Единственный человек, чьи двери всегда открыты для отца Павлинова, – это Сергей Ильич Татарников. Впрочем, все реже Николай Павлинов пользуется его гостеприимством: он теперь сторонится людей. Историк пробовал искать старого друга по подворотням и закоулкам города, отыскать не смог, однако поиски не прекратил. Выходя на вечернюю прогулку, историк проходит несколько улиц кряду в надежде встретить друга. И все-таки чаще путь Татарникова лежит к больнице, где пребывает Соломон Моисеевич Рихтер.
XX
Татарников навещает своего старого друга Соломона Рихтера в психиатрической больнице, где Рихтер обречен проводить свои дни. Как правило, Сергей Ильич появляется под окном старого философа и свистом объявляет о своем присутствии. Ему приходится свистеть долго: Рихтер глуховат, стекла двойные, свистит беззубый историк негромко. Странно выглядит в больничном парке пожилой сутулый человек, посвистывающий под окном. Женский персонал госпиталя влюблен в Соломона Рихтера, потакает его прихотям, и Соломона Моисеевича выпускают в сквер, где он сидит на лавочке рядом с Сергеем Ильичом. Старые друзья проводят вечера под чахлыми больничными тополями, причем Сергей Ильич Татарников обыкновенно выпивает припасенную бутылку водки и рассказывает товарищу новости.
– Вот и все, Соломон, – говорит историк, перемежая свою речь звуками «буль-буль-буль». – Помните, мы с вами двадцать лет назад прикидывали, что будет с Россией – уцелеет или нет. А она взяла да и растаяла, Соломон, и говорить о ней больше незачем. Растаяла, как старый снег.
Соломон Моисеевич глубже надвигает теплую беретку на уши, ветер треплет его редкие седые пряди.
– А что с миром? – спрашивает он тревожно.
– Да все то же, милый Соломон, – отвечает историк, – все то же, – и он старается, чтобы голос его звучал примирительно и не особенно тревожил больного.
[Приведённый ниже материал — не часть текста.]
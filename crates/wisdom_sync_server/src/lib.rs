//! # Wisdom Sync Server
//!
//! Sync protocol handler for the Wisdom change log.
//!
//! This crate provides:
//! - Handshake with protocol version check and cursor-ahead detection
//! - `pull`: ordered, bounded, replayable batches of change-log events
//! - Cursor acknowledgement recorded per client
//! - CBOR message dispatch
//!
//! # Protocol
//!
//! 1. Client handshakes with its id and last applied cursor
//! 2. Client pulls events after its cursor until `has_more` is false
//! 3. Client acknowledges the highest seq it durably applied
//!
//! Cursor advancement is owned by the client. A pull never mutates server
//! state, so an abandoned or repeated pull is harmless.

#![deny(unsafe_code)]
#![warn(missing_docs)]
// Production code MUST NOT use panic!/unwrap()/expect()
#![warn(clippy::unwrap_used, clippy::expect_used, clippy::panic)]

mod config;
mod error;
mod handler;
mod server;

pub use config::ServerConfig;
pub use error::{ServerError, ServerResult};
pub use handler::{ClientSession, HandlerContext, RequestHandler};
pub use server::SyncServer;
//! Client mirror: the minimal projection a disconnected client keeps.
//!
//! The mirror holds document identity, path, adapter and timestamp, the ids
//! it has seen deleted, and exactly one cursor. It never holds metadata,
//! content hashes or backlinks.

use crate::apply::{apply_events, MirrorStore};
use crate::error::SyncResult;
use parking_lot::RwLock;
use serde::Serialize;
use std::collections::{BTreeMap, HashMap};
use wisdom_sync_protocol::SyncEvent;

/// Client-side projection of a document.
#[derive(Debug, Clone, PartialEq, Eq, Serialize)]
pub struct MirrorDocument {
    /// Server document id.
    pub doc_id: String,
    /// Library-relative path.
    pub relative_path: String,
    /// Adapter that produced the document.
    pub adapter: String,
    /// Server `updated_at`, Unix milliseconds.
    pub updated_at: i64,
    /// Seq of the event this projection was built from.
    pub last_seq: i64,
}

/// Result of applying one batch.
#[derive(Debug, Clone, Copy, Default, PartialEq, Eq)]
pub struct ApplyOutcome {
    /// Events that changed the mirror.
    pub applied: u64,
    /// Events at or below the cursor, already applied earlier.
    pub skipped: u64,
    /// Events past the cursor that had no effect (delete-wins, stale, or
    /// not mirrored).
    pub ignored: u64,
    /// Cursor after the batch.
    pub cursor: i64,
}

/// A client mirror the sync engine applies pulled events to.
pub trait Mirror: Send + Sync {
    /// Highest seq fully applied.
    fn cursor(&self) -> SyncResult<i64>;

    /// Applies a batch and advances the cursor atomically.
    ///
    /// On error neither the projection nor the cursor changes.
    fn apply(&self, events: &[SyncEvent]) -> SyncResult<ApplyOutcome>;

    /// Drops all state and rewinds the cursor to 0.
    fn reset(&self) -> SyncResult<()>;

    /// Looks up one document.
    fn document(&self, doc_id: &str) -> SyncResult<Option<MirrorDocument>>;

    /// All mirrored documents ordered by path.
    fn documents(&self) -> SyncResult<Vec<MirrorDocument>>;

    /// True if the mirror has applied a delete for `doc_id`.
    fn is_deleted(&self, doc_id: &str) -> SyncResult<bool>;
}

#[derive(Debug, Clone, Default)]
struct MemoryState {
    cursor: i64,
    documents: HashMap<String, MirrorDocument>,
    deleted: HashMap<String, i64>,
}

impl MirrorStore for MemoryState {
    fn document(&self, doc_id: &str) -> SyncResult<Option<MirrorDocument>> {
        Ok(self.documents.get(doc_id).cloned())
    }

    fn deleted_seq(&self, doc_id: &str) -> SyncResult<Option<i64>> {
        Ok(self.deleted.get(doc_id).copied())
    }

    fn upsert(&mut self, document: MirrorDocument) -> SyncResult<()> {
        self.documents.insert(document.doc_id.clone(), document);
        Ok(())
    }

    fn remove(&mut self, doc_id: &str, seq: i64) -> SyncResult<()> {
        self.documents.remove(doc_id);
        let entry = self.deleted.entry(doc_id.to_string()).or_insert(seq);
        *entry = (*entry).max(seq);
        Ok(())
    }
}

/// In-memory mirror, for tests and short-lived clients.
#[derive(Debug, Default)]
pub struct MemoryMirror {
    state: RwLock<MemoryState>,
}

impl MemoryMirror {
    /// Creates an empty mirror at cursor 0.
    pub fn new() -> Self {
        Self::default()
    }

    /// Number of mirrored documents.
    pub fn len(&self) -> usize {
        self.state.read().documents.len()
    }

    /// Returns true if no documents are mirrored.
    pub fn is_empty(&self) -> bool {
        self.state.read().documents.is_empty()
    }
}

impl Mirror for MemoryMirror {
    fn cursor(&self) -> SyncResult<i64> {
        Ok(self.state.read().cursor)
    }

    fn apply(&self, events: &[SyncEvent]) -> SyncResult<ApplyOutcome> {
        let mut state = self.state.write();
        let mut next = state.clone();
        let cursor = next.cursor;
        let outcome = apply_events(&mut next, cursor, events)?;
        next.cursor = outcome.cursor;
        *state = next;
        Ok(outcome)
    }

    fn reset(&self) -> SyncResult<()> {
        *self.state.write() = MemoryState::default();
        Ok(())
    }

    fn document(&self, doc_id: &str) -> SyncResult<Option<MirrorDocument>> {
        Ok(self.state.read().documents.get(doc_id).cloned())
    }

    fn documents(&self) -> SyncResult<Vec<MirrorDocument>> {
        let state = self.state.read();
        let by_path: BTreeMap<_, _> = state
            .documents
            .values()
            .map(|d| ((d.relative_path.clone(), d.doc_id.clone()), d.clone()))
            .collect();
        Ok(by_path.into_values().collect())
    }

    fn is_deleted(&self, doc_id: &str) -> SyncResult<bool> {
        Ok(self.state.read().deleted.contains_key(doc_id))
    }
}

#[cfg(test)]
mod tests {
    use super::*;
    use serde_json::json;
    use wisdom_sync_protocol::{EntityType, Operation};

    fn create(seq: i64, doc_id: &str, path: &str) -> SyncEvent {
        SyncEvent {
            seq,
            entity_type: EntityType::Document,
            entity_id: doc_id.into(),
            operation: Operation::Create,
            payload: json!({
                "doc_id": doc_id,
                "relative_path": path,
                "role": "primary",
                "origin": "manual",
                "adapter": "markdown",
                "metadata": {},
                "content_hash": null,
                "created_at": seq,
                "updated_at": seq,
            }),
            created_at: seq,
        }
    }

    #[test]
    fn failed_batch_leaves_mirror_untouched() {
        let mirror = MemoryMirror::new();
        mirror.apply(&[create(1, "d1", "a.md")]).unwrap();

        let mut broken = create(3, "d3", "c.md");
        broken.payload = json!(null);
        let result = mirror.apply(&[create(2, "d2", "b.md"), broken]);

        assert!(result.is_err());
        assert_eq!(mirror.cursor().unwrap(), 1);
        assert!(mirror.document("d2").unwrap().is_none());
    }

    #[test]
    fn documents_are_ordered_by_path() {
        let mirror = MemoryMirror::new();
        mirror
            .apply(&[create(1, "d1", "z.md"), create(2, "d2", "a.md")])
            .unwrap();

        let paths: Vec<_> = mirror
            .documents()
            .unwrap()
            .into_iter()
            .map(|d| d.relative_path)
            .collect();
        assert_eq!(paths, vec!["a.md", "z.md"]);
        assert_eq!(mirror.len(), 2);
    }

    #[test]
    fn reset_rewinds_everything() {
        let mirror = MemoryMirror::new();
        mirror.apply(&[create(1, "d1", "a.md")]).unwrap();

        mirror.reset().unwrap();
        assert_eq!(mirror.cursor().unwrap(), 0);
        assert!(mirror.is_empty());
    }
}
– И богатые все так же угнетают бедных? – взволнованно спрашивает Рихтер. – И все так же справедливость молчит?
– Так ведь нет уже теперь никакой справедливости, Соломон, – говорит Татарников рассеянно, – отменили за ненадобностью. Осталась одна свобода, а ей справедливость ни к чему.
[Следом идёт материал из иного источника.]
//! Change-log audit.
//!
//! Replays the whole log and checks it against the live tables:
//! - seqs strictly increase
//! - each entity follows `create`, any `update`s, at most one `delete`
//! - backlinks are never updated
//! - every document `delete` has a tombstone
//! - every live row has a live lifecycle and vice versa

use crate::error::CoreResult;
use crate::store::{backlinks, change_log, documents, tombstones};
use rusqlite::Connection;
use serde::Serialize;
use std::collections::{HashMap, HashSet};
use std::fmt;
use wisdom_sync_protocol::{EntityType, Operation};

const PAGE_SIZE: u32 = 500;

/// One inconsistency found by the audit.
#[derive(Debug, Clone, PartialEq, Eq, Serialize)]
pub struct Violation {
    /// Event that exposed the problem, if any.
    pub seq: Option<i64>,
    /// Entity kind.
    pub entity_type: EntityType,
    /// Entity id.
    pub entity_id: String,
    /// What is wrong.
    pub message: String,
}

impl fmt::Display for Violation {
    fn fmt(&self, f: &mut fmt::Formatter<'_>) -> fmt::Result {
        match self.seq {
            Some(seq) => write!(f, "seq {}: ", seq)?,
            None => write!(f, "state: ")?,
        }
        write!(
            f,
            "{} {}: {}",
            self.entity_type.as_str(),
            self.entity_id,
            self.message
        )
    }
}

/// Result of an audit.
#[derive(Debug, Clone, Default, PartialEq, Eq, Serialize)]
pub struct AuditReport {
    /// Events replayed.
    pub events_checked: u64,
    /// Problems found, in discovery order.
    pub violations: Vec<Violation>,
}

impl AuditReport {
    /// True if no violation was found.
    pub fn is_consistent(&self) -> bool {
        self.violations.is_empty()
    }
}

#[derive(Debug, Clone, Copy, PartialEq, Eq)]
enum Lifecycle {
    Live,
    Deleted,
}

/// Audits the log reachable through `conn`.
pub fn run(conn: &Connection) -> CoreResult<AuditReport> {
    let mut report = AuditReport::default();
    let mut states: HashMap<(EntityType, String), Lifecycle> = HashMap::new();
    let mut last_seq = 0i64;
    let mut cursor = 0i64;

    loop {
        let (events, has_more) = change_log::page(conn, cursor, PAGE_SIZE)?;
        for event in &events {
            report.events_checked += 1;
            let mut flag = |message: String| {
                report.violations.push(Violation {
                    seq: Some(event.seq),
                    entity_type: event.entity_type,
                    entity_id: event.entity_id.clone(),
                    message,
                })
            };

            if event.seq <= last_seq {
                flag(format!("seq does not increase past {last_seq}"));
            }
            last_seq = event.seq;

            let key = (event.entity_type, event.entity_id.clone());
            let state = states.get(&key).copied();
            let next = match (event.operation, state) {
                (Operation::Create, Some(Lifecycle::Live)) => {
                    flag("create while already live".into());
                    Lifecycle::Live
                }
                (Operation::Create, _) => Lifecycle::Live,
                (Operation::Update, _) if event.entity_type == EntityType::Backlink => {
                    flag("backlinks are never updated".into());
                    state.unwrap_or(Lifecycle::Live)
                }
                (Operation::Update, Some(Lifecycle::Live)) => Lifecycle::Live,
                (Operation::Update, _) => {
                    flag("update outside a live lifecycle".into());
                    state.unwrap_or(Lifecycle::Deleted)
                }
                (Operation::Delete, Some(Lifecycle::Live)) => Lifecycle::Deleted,
                (Operation::Delete, _) => {
                    flag("delete outside a live lifecycle".into());
                    Lifecycle::Deleted
                }
            };

            if event.operation == Operation::Delete
                && event.entity_type == EntityType::Document
                && tombstones::get(conn, EntityType::Document, &event.entity_id)?.is_none()
            {
                flag("deleted without a tombstone".into());
            }
            states.insert(key, next);
        }

        if let Some(last) = events.last() {
            cursor = last.seq;
        }
        if !has_more {
            break;
        }
    }

    let live_documents: Vec<String> = documents::list(conn)?
        .into_iter()
        .map(|d| d.doc_id.to_string())
        .collect();
    let live_backlinks: Vec<String> = backlinks::ids(conn)?
        .into_iter()
        .map(|id| id.to_string())
        .collect();
    check_live_rows(&mut report, &states, EntityType::Document, &live_documents);
    check_live_rows(&mut report, &states, EntityType::Backlink, &live_backlinks);

    if report.is_consistent() {
        tracing::debug!(events = report.events_checked, "audit passed");
    } else {
        tracing::warn!(
            events = report.events_checked,
            violations = report.violations.len(),
            "audit found violations"
        );
    }
    Ok(report)
}

fn check_live_rows(
    report: &mut AuditReport,
    states: &HashMap<(EntityType, String), Lifecycle>,
    entity_type: EntityType,
    live_ids: &[String],
) {
    let live: HashSet<&str> = live_ids.iter().map(String::as_str).collect();
    for id in live_ids {
        if states.get(&(entity_type, id.clone())) != Some(&Lifecycle::Live) {
            report.violations.push(Violation {
                seq: None,
                entity_type,
                entity_id: id.clone(),
                message: "row exists but its lifecycle is not live".into(),
            });
        }
    }

    let mut dangling: Vec<&String> = states
        .iter()
        .filter(|((t, id), state)| {
            *t == entity_type && **state == Lifecycle::Live && !live.contains(id.as_str())
        })
        .map(|((_, id), _)| id)
        .collect();
    dangling.sort();
    for id in dangling {
        report.violations.push(Violation {
            seq: None,
            entity_type,
            entity_id: id.clone(),
            message: "lifecycle is live but the row is gone".into(),
        });
    }
}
– Разве это свобода? – спрашивает Рихтер и впадает в беспокойство.
– Вот вы напишете свою главную книгу, – говорит другу Татарников, – вы еще им всем объясните, как надо жить. Все и устроится тогда.
Говорит он это как можно мягче, чтобы унять волнение друга. Но волнение Соломона уже не унять. Он смотрит в закатное небо больными глазами, и губы его твердо выговаривают то главное, что он обязан сказать миру.
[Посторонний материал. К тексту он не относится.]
//! Message-channel transport.
//!
//! Every request is wrapped in a [`SyncMessage`], encoded as CBOR, handed to
//! a [`MessageChannel`] and the reply decoded the same way. The channel is
//! the only piece that knows how bytes travel: a network client, a pipe, or
//! a direct call into an in-process server.

use crate::error::{SyncError, SyncResult};
use crate::transport::SyncTransport;
use parking_lot::RwLock;
use std::sync::atomic::{AtomicBool, Ordering};
use wisdom_sync_protocol::{
    AckRequest, AckResponse, HandshakeRequest, HandshakeResponse, PullRequest, PullResponse,
    SyncMessage,
};

/// Moves encoded messages to the server and back.
pub trait MessageChannel: Send + Sync {
    /// Sends one encoded request and returns the encoded reply.
    ///
    /// Failures must already be classified: a retryable transport error for
    /// a dropped connection, [`SyncError::Protocol`] for a rejected request.
    fn exchange(&self, body: Vec<u8>) -> SyncResult<Vec<u8>>;

    /// Checks if the channel is usable.
    fn is_healthy(&self) -> bool;
}

/// CBOR transport over a [`MessageChannel`].
pub struct ChannelTransport<C: MessageChannel> {
    channel: C,
    connected: AtomicBool,
    last_error: RwLock<Option<String>>,
}

impl<C: MessageChannel> ChannelTransport<C> {
    /// Creates a new transport over `channel`.
    pub fn new(channel: C) -> Self {
        Self {
            channel,
            connected: AtomicBool::new(true),
            last_error: RwLock::new(None),
        }
    }

    /// Returns the last channel error, cleared by the next success.
    pub fn last_error(&self) -> Option<String> {
        self.last_error.read().clone()
    }

    /// Returns the underlying channel.
    pub fn channel(&self) -> &C {
        &self.channel
    }

    fn round_trip(&self, request: SyncMessage) -> SyncResult<SyncMessage> {
        if !self.is_connected() {
            return Err(SyncError::NotConnected);
        }

        let body = request.encode()?;
        let reply = match self.channel.exchange(body) {
            Ok(reply) => reply,
            Err(e) => {
                *self.last_error.write() = Some(e.to_string());
                return Err(e);
            }
        };
        *self.last_error.write() = None;

        Ok(SyncMessage::decode(&reply)?)
    }
}

fn unexpected(expected: &str, reply: &SyncMessage) -> SyncError {
    SyncError::Protocol(format!(
        "expected {} reply, got message type {}",
        expected,
        reply.type_code()
    ))
}

impl<C: MessageChannel> SyncTransport for ChannelTransport<C> {
    fn handshake(&self, request: &HandshakeRequest) -> SyncResult<HandshakeResponse> {
        match self.round_trip(SyncMessage::HandshakeRequest(request.clone()))? {
            SyncMessage::HandshakeResponse(response) => Ok(response),
            other => Err(unexpected("handshake", &other)),
        }
    }

    fn pull(&self, request: &PullRequest) -> SyncResult<PullResponse> {
        match self.round_trip(SyncMessage::PullRequest(request.clone()))? {
            SyncMessage::PullResponse(response) => Ok(response),
            other => Err(unexpected("pull", &other)),
        }
    }

    fn ack(&self, request: &AckRequest) -> SyncResult<AckResponse> {
        match self.round_trip(SyncMessage::AckRequest(request.clone()))? {
            SyncMessage::AckResponse(response) => Ok(response),
            other => Err(unexpected("ack", &other)),
        }
    }

    fn is_connected(&self) -> bool {
        self.connected.load(Ordering::SeqCst) && self.channel.is_healthy()
    }

    fn close(&self) -> SyncResult<()> {
        self.connected.store(false, Ordering::SeqCst);
        Ok(())
    }
}

#[cfg(test)]
mod tests {
    use super::*;
    use parking_lot::Mutex;

    struct ScriptedChannel {
        reply: Mutex<Option<SyncResult<Vec<u8>>>>,
        healthy: AtomicBool,
    }

    impl ScriptedChannel {
        fn replying(message: SyncMessage) -> Self {
            Self {
                reply: Mutex::new(Some(Ok(message.encode().unwrap()))),
                healthy: AtomicBool::new(true),
            }
        }
    }

    impl MessageChannel for ScriptedChannel {
        fn exchange(&self, body: Vec<u8>) -> SyncResult<Vec<u8>> {
            SyncMessage::decode(&body).unwrap();
            self.reply
                .lock()
                .take()
                .unwrap_or_else(|| Err(SyncError::transport_retryable("closed")))
        }

        fn is_healthy(&self) -> bool {
            self.healthy.load(Ordering::SeqCst)
        }
    }

    #[test]
    fn handshake_round_trip() {
        let channel =
            ScriptedChannel::replying(SyncMessage::HandshakeResponse(HandshakeResponse::success(7, false)));
        let transport = ChannelTransport::new(channel);

        let response = transport
            .handshake(&HandshakeRequest::new("phone", 0))
            .unwrap();
        assert!(response.success);
        assert_eq!(response.server_cursor, 7);
    }

    #[test]
    fn mismatched_reply_is_protocol_error() {
        let channel = ScriptedChannel::replying(SyncMessage::AckResponse(AckResponse::success(1)));
        let transport = ChannelTransport::new(channel);

        let err = transport.pull(&PullRequest::new(0, 10)).unwrap_err();
        assert!(matches!(err, SyncError::Protocol(_)));
    }

    #[test]
    fn channel_error_is_recorded() {
        let channel = ScriptedChannel {
            reply: Mutex::new(None),
            healthy: AtomicBool::new(true),
        };
        let transport = ChannelTransport::new(channel);

        let err = transport.pull(&PullRequest::new(0, 10)).unwrap_err();
        assert!(err.is_retryable());
        assert!(transport.last_error().unwrap().contains("closed"));
        assert!(transport.is_connected());
    }

    #[test]
    fn unhealthy_channel_is_not_connected() {
        let channel = ScriptedChannel::replying(SyncMessage::AckResponse(AckResponse::success(1)));
        channel.healthy.store(false, Ordering::SeqCst);
        let transport = ChannelTransport::new(channel);

        assert!(!transport.is_connected());
        assert!(matches!(
            transport.ack(&AckRequest::new("phone", 1)),
            Err(SyncError::NotConnected)
        ));
    }
}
– Не забывайте, Сергей, – говорит он Татарникову, но обращается не к историку только, но ко всем людям сразу, – что последнее слово не сказано! Четвертый парадигмальный проект всемирной истории еще себя покажет!
И Соломон Моисеевич стучит палкой по щербатому асфальту парковой дорожки.
– Обязательно, Соломон, обязательно, – говорит Татарников миролюбиво, – вот еще немного поживем, и правда восторжествует.
– Не забывайте, – обращается Соломон Рихтер к небу, – что грядет последний, четвертый проект всемирной истории – и это будет закон права и справедливости! И этот закон объединит и веру, и знания, и искусство! И это будет последний парадигмальный проект бытия!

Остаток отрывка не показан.